El caldero de José Arcadio Buendía
Los laboristas reinterpretan viejas propuestas de los años setenta en su programa económico
Solo el Nuevo Laborismo de Tony Blair y Gordon Brown durante los años noventa, la era de la Cool Britannia que se encantaba a sí misma, consiguió enmudecer el hervidero de corrientes ideológicas que ha sido siempre la izquierda de Reino Unido. Agazapados, a la espera de tiempos mejores, quedaron los seguidores de Tony Benn. En la jerga política sigue vigente el término "bennismo" o "socialismo bennista" para referirse a la huella que quedó en el laborismo de ese gigante político. Benn participó en los gobiernos de Harold Wilson y James Callaghan, entre 1974 y 1979. Vivió de primera mano el "invierno del descontento" que entregó el poder a Margaret Thatcher. Como ha ocurrido en otras latitudes y en otros partidos con personajes similares, Benn, fue despreciado y ridiculizado por la cúpula del Laborismo y por los medios británicos durante los años ochenta, pero adorado por los militantes del partido, que acudían en masa a cada acto en el que él participara.
La suya no fue una corriente de grandes ideas. Tenía tintes populistas. Pero era coherente con lo que predicaba: trabajar codo a codo con la gente, implicarla en las decisiones, mezclarse con la clase trabajadora, rechazar las decisiones adoptadas desde la cúpula que no atienden a las personas de carne y hueso que le sostienen. Benn, quien había heredado de su padre el título de vizconde, luchó para cambiar la ley y renunciar a él. Solo así podía seguir en la Cámara de los Comunes y no ser relegado al desierto de la Cámara de los Lores.
En la década de los setenta, Benn y sus aliados lanzaron la llamada Alternativa Económica Estratégica. Su argumento principal radicaba en señalar como culpable de todos los problemas de la economía de Reino Unido al descomunal tamaño y poder de las grandes corporaciones, que empujaban al alza los precios mientras reducían salarios e inversión. La alternativa de los "bennistas" se alejaba del tradicional keynesianismo. Ya no bastaba con estimular la demanda. El cambio debía ser más radical.
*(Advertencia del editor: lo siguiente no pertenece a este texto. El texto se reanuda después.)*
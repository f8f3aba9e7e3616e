//! session
//!
//! Per-user sessions, the workspace registry, and the command verbs.
//!
//! A session owns a map of named repositories, a current-directory cursor
//! selecting one of them, a reflog, and an ORIG_HEAD slot. Every mutating
//! verb holds the session's mutex for its entire duration, so one user's
//! history-changing operations are serialized while unrelated sessions run
//! in parallel. Verbs that touch a shared remote additionally take the
//! [`remotes::SharedRemotes`] lock, always after the session lock.
//!
//! # Modules
//!
//! - [`reflog`] - Append-only HEAD-movement log
//! - [`remotes`] - Process-wide shared-remote registry and pull requests

pub mod reflog;
pub mod remotes;

use std::collections::HashMap;
use std::sync::{Arc, Mutex, MutexGuard, RwLock};

use thiserror::Error;
use uuid::Uuid;

use crate::core::history::{first_parent_log, is_fast_forward, merge_base};
use crate::core::store::StoreError;
use crate::core::types::{BranchName, Oid, RefName, Signature, TypeError};
use crate::core::worktree::FileState;
use crate::core::Repository;
use crate::merge::{merge3, MergeError, MergeOutcome};
use crate::replay::{
    cherry_pick_range, rebase, replay, RangeOutcome, RebaseOptions, RebaseOutcome, ReplayError,
    ReplayKind, ReplayOutcome,
};
use crate::replicate::{
    clone_repository, fetch, push, FetchOptions, ReplicateError, TransferReport,
};
use crate::resolve::{resolve, ResolveError};
use crate::stash::{self, StashError, StashPopOutcome, StashPushOutcome};
use reflog::Reflog;
use remotes::{PullRequest, RemoteError, SharedRemotes};

/// Errors from session verbs.
///
/// Conflicts and the expected no-op cases (nothing to stash, no stash
/// entries, already up to date) are values in the verb outcomes, not
/// variants here.
#[derive(Debug, Error)]
pub enum SessionError {
    /// No repository is selected by the current-directory cursor.
    #[error("not inside a repository")]
    NoCurrentRepository,

    #[error("repository not found: {name}")]
    RepositoryNotFound { name: String },

    #[error("repository already exists: {name}")]
    RepositoryExists { name: String },

    #[error("branch not found: {branch}")]
    BranchNotFound { branch: BranchName },

    #[error("branch already exists: {branch}")]
    BranchExists { branch: BranchName },

    /// Deleting a branch whose commits are not merged anywhere, without
    /// force.
    #[error("branch {branch} is not fully merged")]
    UnmergedBranch { branch: BranchName },

    /// Deleting the branch HEAD is on.
    #[error("cannot delete the current branch {branch}")]
    CurrentBranch { branch: BranchName },

    /// Remote-tracking branches cannot be deleted via branch-delete.
    #[error("cannot delete remote-tracking branch {name}")]
    RemoteTrackingDelete { name: String },

    /// The operation needs a clean working tree and index.
    #[error("working tree has uncommitted changes")]
    DirtyWorktree,

    /// The index matches HEAD; there is nothing to commit.
    #[error("nothing to commit")]
    NothingToCommit,

    /// The current branch has no commits yet.
    #[error("current branch has no commits yet")]
    UnbornHead,

    #[error(transparent)]
    Resolve(#[from] ResolveError),

    #[error(transparent)]
    Merge(#[from] MergeError),

    #[error(transparent)]
    Replay(#[from] ReplayError),

    #[error(transparent)]
    Replicate(#[from] ReplicateError),

    #[error(transparent)]
    Stash(#[from] StashError),

    #[error(transparent)]
    Remote(#[from] RemoteError),

    #[error(transparent)]
    Store(#[from] StoreError),

    #[error(transparent)]
    Type(#[from] TypeError),
}

/// Outcome of the merge verb.
#[derive(Debug, Clone, PartialEq, Eq)]
pub enum MergeVerbOutcome {
    /// Theirs is already contained in HEAD.
    AlreadyUpToDate,
    /// HEAD was an ancestor of theirs; the ref moved with no new commit.
    FastForward(Oid),
    /// A merge commit was created.
    Merged(Oid),
    /// Clean squash merge: the combined changes are staged, no commit.
    Squashed,
    /// The merge conflicted; markers are in the working tree.
    Conflict { paths: Vec<String> },
}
Proponía que en cada sector importante del mercado hubiera una potente compañía de propiedad pública que forzara a negociar a las otras un control de los precios, mayor participación de los trabajadores, reducción de las importaciones y —y este es el germen de mucho de lo que ha venido después— la salida de Reino Unido de la Comunidad Económica Europea.
El laborismo de Jeremy Corbyn —él mismo un convencido "bennista"— rescata el espíritu de la época pero le añade un baño de modernidad. Ya no se trata de renacionalizar a secas, ni de intervenir en las leyes del mercado. Hablan ahora de la "cuarta democratización industrial", en la que los trabajadores puedan participar de la propiedad, y por tanto de las decisiones y de los beneficios. El Estado recuperará bienes como el agua, la electricidad o los trenes, pero para que ayuntamientos, trabajadores y consumidores regulen de un modo transparente su uso y beneficios, en bien de todos los ciudadanos.
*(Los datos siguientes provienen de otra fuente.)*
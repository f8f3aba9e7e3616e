//! End-to-end single-session workflows.
//!
//! Drives the session verb layer the way a student exercise would: edit,
//! stage, commit, branch, merge, resolve conflicts, replay history, and
//! recover with stash and reset.

use gitdojo::replay::{RebaseOutcome, ReplayOutcome};
use gitdojo::resolve::ResolveError;
use gitdojo::session::{MergeVerbOutcome, SessionError, SessionRegistry};
use gitdojo::stash::{StashPopOutcome, StashPushOutcome};

fn session() -> (SessionRegistry, std::sync::Arc<gitdojo::session::Session>) {
    let registry = SessionRegistry::new();
    let session = registry.session("student");
    session.create_repo("exercise").unwrap();
    (registry, session)
}

fn commit_file(
    session: &gitdojo::session::Session,
    path: &str,
    content: &str,
    message: &str,
) -> gitdojo::core::types::Oid {
    session.write_file(path, content).unwrap();
    session.stage_all().unwrap();
    session.commit(message).unwrap()
}

#[test]
fn edit_stage_commit_cycle() {
    let (_registry, session) = session();

    let first = commit_file(&session, "notes.txt", "one\n", "start notes");
    let second = commit_file(&session, "notes.txt", "one\ntwo\n", "extend notes");

    assert_eq!(session.resolve("HEAD").unwrap(), second);
    assert_eq!(session.resolve("HEAD~1").unwrap(), first);
    assert_eq!(session.resolve("main").unwrap(), second);
    assert_eq!(session.resolve(&second.to_string()).unwrap(), second);
    assert_eq!(session.resolve(second.short(8)).unwrap(), second);

    let log = session.log(10).unwrap();
    assert_eq!(log.len(), 2);
    assert_eq!(log[0].summary, "extend notes");
    assert_eq!(log[1].summary, "start notes");
}

#[test]
fn unknown_revision_is_a_resolver_error() {
    let (_registry, session) = session();
    commit_file(&session, "a.txt", "x\n", "one");
    let err = session.resolve("does-not-exist").unwrap_err();
    assert!(matches!(
        err,
        SessionError::Resolve(ResolveError::NotFound { .. })
    ));
}

#[test]
fn conflicted_merge_is_resolved_by_hand_and_committed() {
    let (_registry, session) = session();
    commit_file(&session, "greeting.txt", "hello\n", "base");

    session.checkout_new_branch("feature").unwrap();
    commit_file(&session, "greeting.txt", "hello from feature\n", "feature edit");

    session.checkout("main").unwrap();
    commit_file(&session, "greeting.txt", "hello from main\n", "main edit");

    let outcome = session.merge("feature", false).unwrap();
    let MergeVerbOutcome::Conflict { paths } = outcome else {
        panic!("expected conflict, got {outcome:?}");
    };
    assert_eq!(paths, vec!["greeting.txt".to_string()]);

    let marked = String::from_utf8(session.read_file("greeting.txt").unwrap().unwrap()).unwrap();
    assert!(marked.contains("<<<<<<< HEAD"));
    assert!(marked.contains(">>>>>>> feature"));

    // Resolve by hand, stage, commit.
    session.write_file("greeting.txt", "hello everyone\n").unwrap();
    session.stage_all().unwrap();
    session.commit("resolve greeting").unwrap();
    assert!(session.status().unwrap().is_clean());
}

#[test]
fn merge_commit_joins_divergent_branches() {
    let (_registry, session) = session();
    commit_file(&session, "a.txt", "a\n", "base");

    session.checkout_new_branch("feature").unwrap();
    commit_file(&session, "b.txt", "b\n", "feature adds b");

    session.checkout("main").unwrap();
    commit_file(&session, "c.txt", "c\n", "main adds c");

    let outcome = session.merge("feature", false).unwrap();
    let MergeVerbOutcome::Merged(oid) = outcome else {
        panic!("expected merge commit, got {outcome:?}");
    };
    // Both sides' files are present.
    assert!(session.read_file("b.txt").unwrap().is_some());
    assert!(session.read_file("c.txt").unwrap().is_some());
    // Two parents, mainline first.
    let parents = session
        .with_current_repo(|repo| repo.store.get_commit(&oid).unwrap().parents.clone())
        .unwrap();
    assert_eq!(parents.len(), 2);
    assert_eq!(session.resolve("HEAD^1").unwrap(), parents[0]);
    assert_eq!(session.resolve("HEAD^2").unwrap(), parents[1]);
}

#[test]
fn cherry_pick_copies_one_change_across_branches() {
    let (_registry, session) = session();
    commit_file(&session, "a.txt", "a\n", "base");

    session.checkout_new_branch("feature").unwrap();
    commit_file(&session, "fix.txt", "the fix\n", "important fix");
    let fix = commit_file(&session, "extra.txt", "more\n", "unrelated extra");

    session.checkout("main").unwrap();
    let outcome = session.cherry_pick("feature~1", false).unwrap();
    let ReplayOutcome::Committed(new_oid) = outcome else {
        panic!("expected commit, got {outcome:?}");
    };
    assert_ne!(new_oid, fix);
    assert!(session.read_file("fix.txt").unwrap().is_some());
    assert!(session.read_file("extra.txt").unwrap().is_none());
    // Message is reused.
    assert_eq!(session.log(1).unwrap()[0].summary, "important fix");
}

#[test]
fn cherry_picking_already_applied_change_would_be_empty() {
    let (_registry, session) = session();
    commit_file(&session, "a.txt", "a\n", "base");
    session.branch_create("copy", Some("HEAD")).unwrap();
    let change = commit_file(&session, "a.txt", "changed\n", "the change");

    session.checkout("copy").unwrap();
    commit_file(&session, "a.txt", "changed\n", "same change, different commit");

    let outcome = session.cherry_pick(&change.to_string(), false).unwrap();
    assert_eq!(outcome, ReplayOutcome::WouldBeEmpty);
}

#[test]
fn revert_undoes_a_commit_without_rewriting_history() {
    let (_registry, session) = session();
    commit_file(&session, "a.txt", "v1\n", "one");
    let bad = commit_file(&session, "a.txt", "v2\n", "bad change");
    commit_file(&session, "b.txt", "b\n", "later work");

    let outcome = session.revert(&bad.to_string(), None).unwrap();
    assert!(matches!(outcome, ReplayOutcome::Committed(_)));
    assert_eq!(
        session.read_file("a.txt").unwrap().unwrap(),
        b"v1\n".to_vec()
    );
    // Later work survives and history only grew.
    assert!(session.read_file("b.txt").unwrap().is_some());
    assert_eq!(session.log(10).unwrap()[0].summary, "Revert \"bad change\"");
    assert_eq!(session.log(10).unwrap().len(), 4);
}

#[test]
fn rebase_replays_branch_onto_moved_mainline() {
    let (_registry, session) = session();
    commit_file(&session, "a.txt", "a\n", "base");

    session.checkout_new_branch("feature").unwrap();
    commit_file(&session, "f1.txt", "1\n", "feature one");
    commit_file(&session, "f2.txt", "2\n", "feature two");

    session.checkout("main").unwrap();
    let main_tip = commit_file(&session, "m.txt", "m\n", "mainline moved");

    session.checkout("feature").unwrap();
    let outcome = session.rebase_onto("main", None, false).unwrap();
    let RebaseOutcome::Completed { new_tip, replayed } = outcome else {
        panic!("expected completion, got {outcome:?}");
    };
    assert_eq!(replayed, 2);
    assert_eq!(session.resolve("HEAD").unwrap(), new_tip);
    // New history sits on top of main; the mainline file is present.
    assert_eq!(session.resolve("HEAD~2").unwrap(), main_tip);
    assert!(session.read_file("m.txt").unwrap().is_some());
    assert!(session.read_file("f2.txt").unwrap().is_some());
    // ORIG_HEAD points at the pre-rebase tip.
    assert!(session.orig_head().unwrap().is_some());
}

#[test]
fn rebase_conflict_stops_midway() {
    let (_registry, session) = session();
    commit_file(&session, "a.txt", "base\n", "base");

    session.checkout_new_branch("feature").unwrap();
    commit_file(&session, "clean.txt", "ok\n", "clean step");
    let clash = commit_file(&session, "a.txt", "feature version\n", "clashing step");

    session.checkout("main").unwrap();
    commit_file(&session, "a.txt", "main version\n", "mainline edit");

    session.checkout("feature").unwrap();
    let outcome = session.rebase_onto("main", None, false).unwrap();
    let RebaseOutcome::Conflict { stopped_at, paths } = outcome else {
        panic!("expected conflict, got {outcome:?}");
    };
    assert_eq!(stopped_at, clash);
    assert_eq!(paths, vec!["a.txt".to_string()]);
    // The clean step is already replayed on the new base.
    assert!(session.read_file("clean.txt").unwrap().is_some());
}

#[test]
fn stash_shelves_and_restores_work_in_progress() {
    let (_registry, session) = session();
    commit_file(&session, "a.txt", "committed\n", "base");

    session.write_file("a.txt", "committed\nwip\n").unwrap();
    let pushed = session.stash_push().unwrap();
    assert!(matches!(pushed, StashPushOutcome::Stashed(_)));
    assert!(session.status().unwrap().is_clean());

    let entries = session.stash_list().unwrap();
    assert_eq!(entries.len(), 1);
    assert!(entries[0].to_string().starts_with("stash@{0}: WIP on main:"));

    let popped = session.stash_pop().unwrap();
    assert!(matches!(popped, StashPopOutcome::Applied { .. }));
    assert_eq!(
        session.read_file("a.txt").unwrap().unwrap(),
        b"committed\nwip\n".to_vec()
    );
    // Restored as unstaged changes.
    let status = session.status().unwrap();
    assert!(status.staged.is_empty());
    assert_eq!(status.unstaged, vec!["a.txt".to_string()]);
    assert!(session.stash_list().unwrap().is_empty());
}

#[test]
fn reset_hard_and_orig_head_recovery() {
    let (_registry, session) = session();
    commit_file(&session, "a.txt", "1\n", "one");
    let tip = commit_file(&session, "a.txt", "2\n", "two");

    session.reset_hard("HEAD~1").unwrap();
    assert_eq!(session.read_file("a.txt").unwrap().unwrap(), b"1\n".to_vec());

    // The discarded tip is still reachable through ORIG_HEAD.
    assert_eq!(session.orig_head().unwrap(), Some(tip.clone()));
    session.reset_hard("ORIG_HEAD").unwrap();
    assert_eq!(session.resolve("HEAD").unwrap(), tip);
    assert_eq!(session.read_file("a.txt").unwrap().unwrap(), b"2\n".to_vec());
}

#[test]
fn reflog_records_each_head_movement() {
    let (_registry, session) = session();
    commit_file(&session, "a.txt", "1\n", "one");
    session.checkout_new_branch("feature").unwrap();
    commit_file(&session, "b.txt", "2\n", "two");
    session.checkout("main").unwrap();

    let lines = session.reflog_lines();
    assert_eq!(
        lines,
        vec![
            "checkout: moving to main".to_string(),
            "commit: two".to_string(),
            "checkout: creating branch feature".to_string(),
            "commit: one".to_string(),
        ]
    );
}

#[test]
fn detached_head_checkout_and_back() {
    let (_registry, session) = session();
    let first = commit_file(&session, "a.txt", "1\n", "one");
    commit_file(&session, "a.txt", "2\n", "two");

    session.checkout(&first.to_string()).unwrap();
    let status = session.status().unwrap();
    assert_eq!(status.branch, None);
    assert_eq!(session.read_file("a.txt").unwrap().unwrap(), b"1\n".to_vec());

    session.checkout("main").unwrap();
    assert_eq!(
        session.status().unwrap().branch.unwrap().as_str(),
        "main"
    );
    assert_eq!(session.read_file("a.txt").unwrap().unwrap(), b"2\n".to_vec());
}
Solo hay una parte del "bennismo" que todavía no se han decidido a reconvertir: un profundo rechazo hacia Bruselas, latente en muchos de los votantes laboristas, que no es compartido por los movimientos sociales que han impulsado a Corbyn a la cúpula del partido. Por eso es el principal enredo en el que se halla el partido a estas alturas del juego.
José Arcadio Buendía, en la novela Cien Años de Soledad de Gabriel García Márquez, fundió y refundió obsesivamente en un caldero 30 doblones de oro en busca de la piedra filosofal, hasta que "quedó reducida a un chicharrón carbonizado que no pudo ser desprendido del fondo del caldero". Los laboristas están convencidos de que esta vez sí, de que esta vez hay oídos para escuchar propuestas radicales y fórmulas para no acabar de nuevo carbonizados.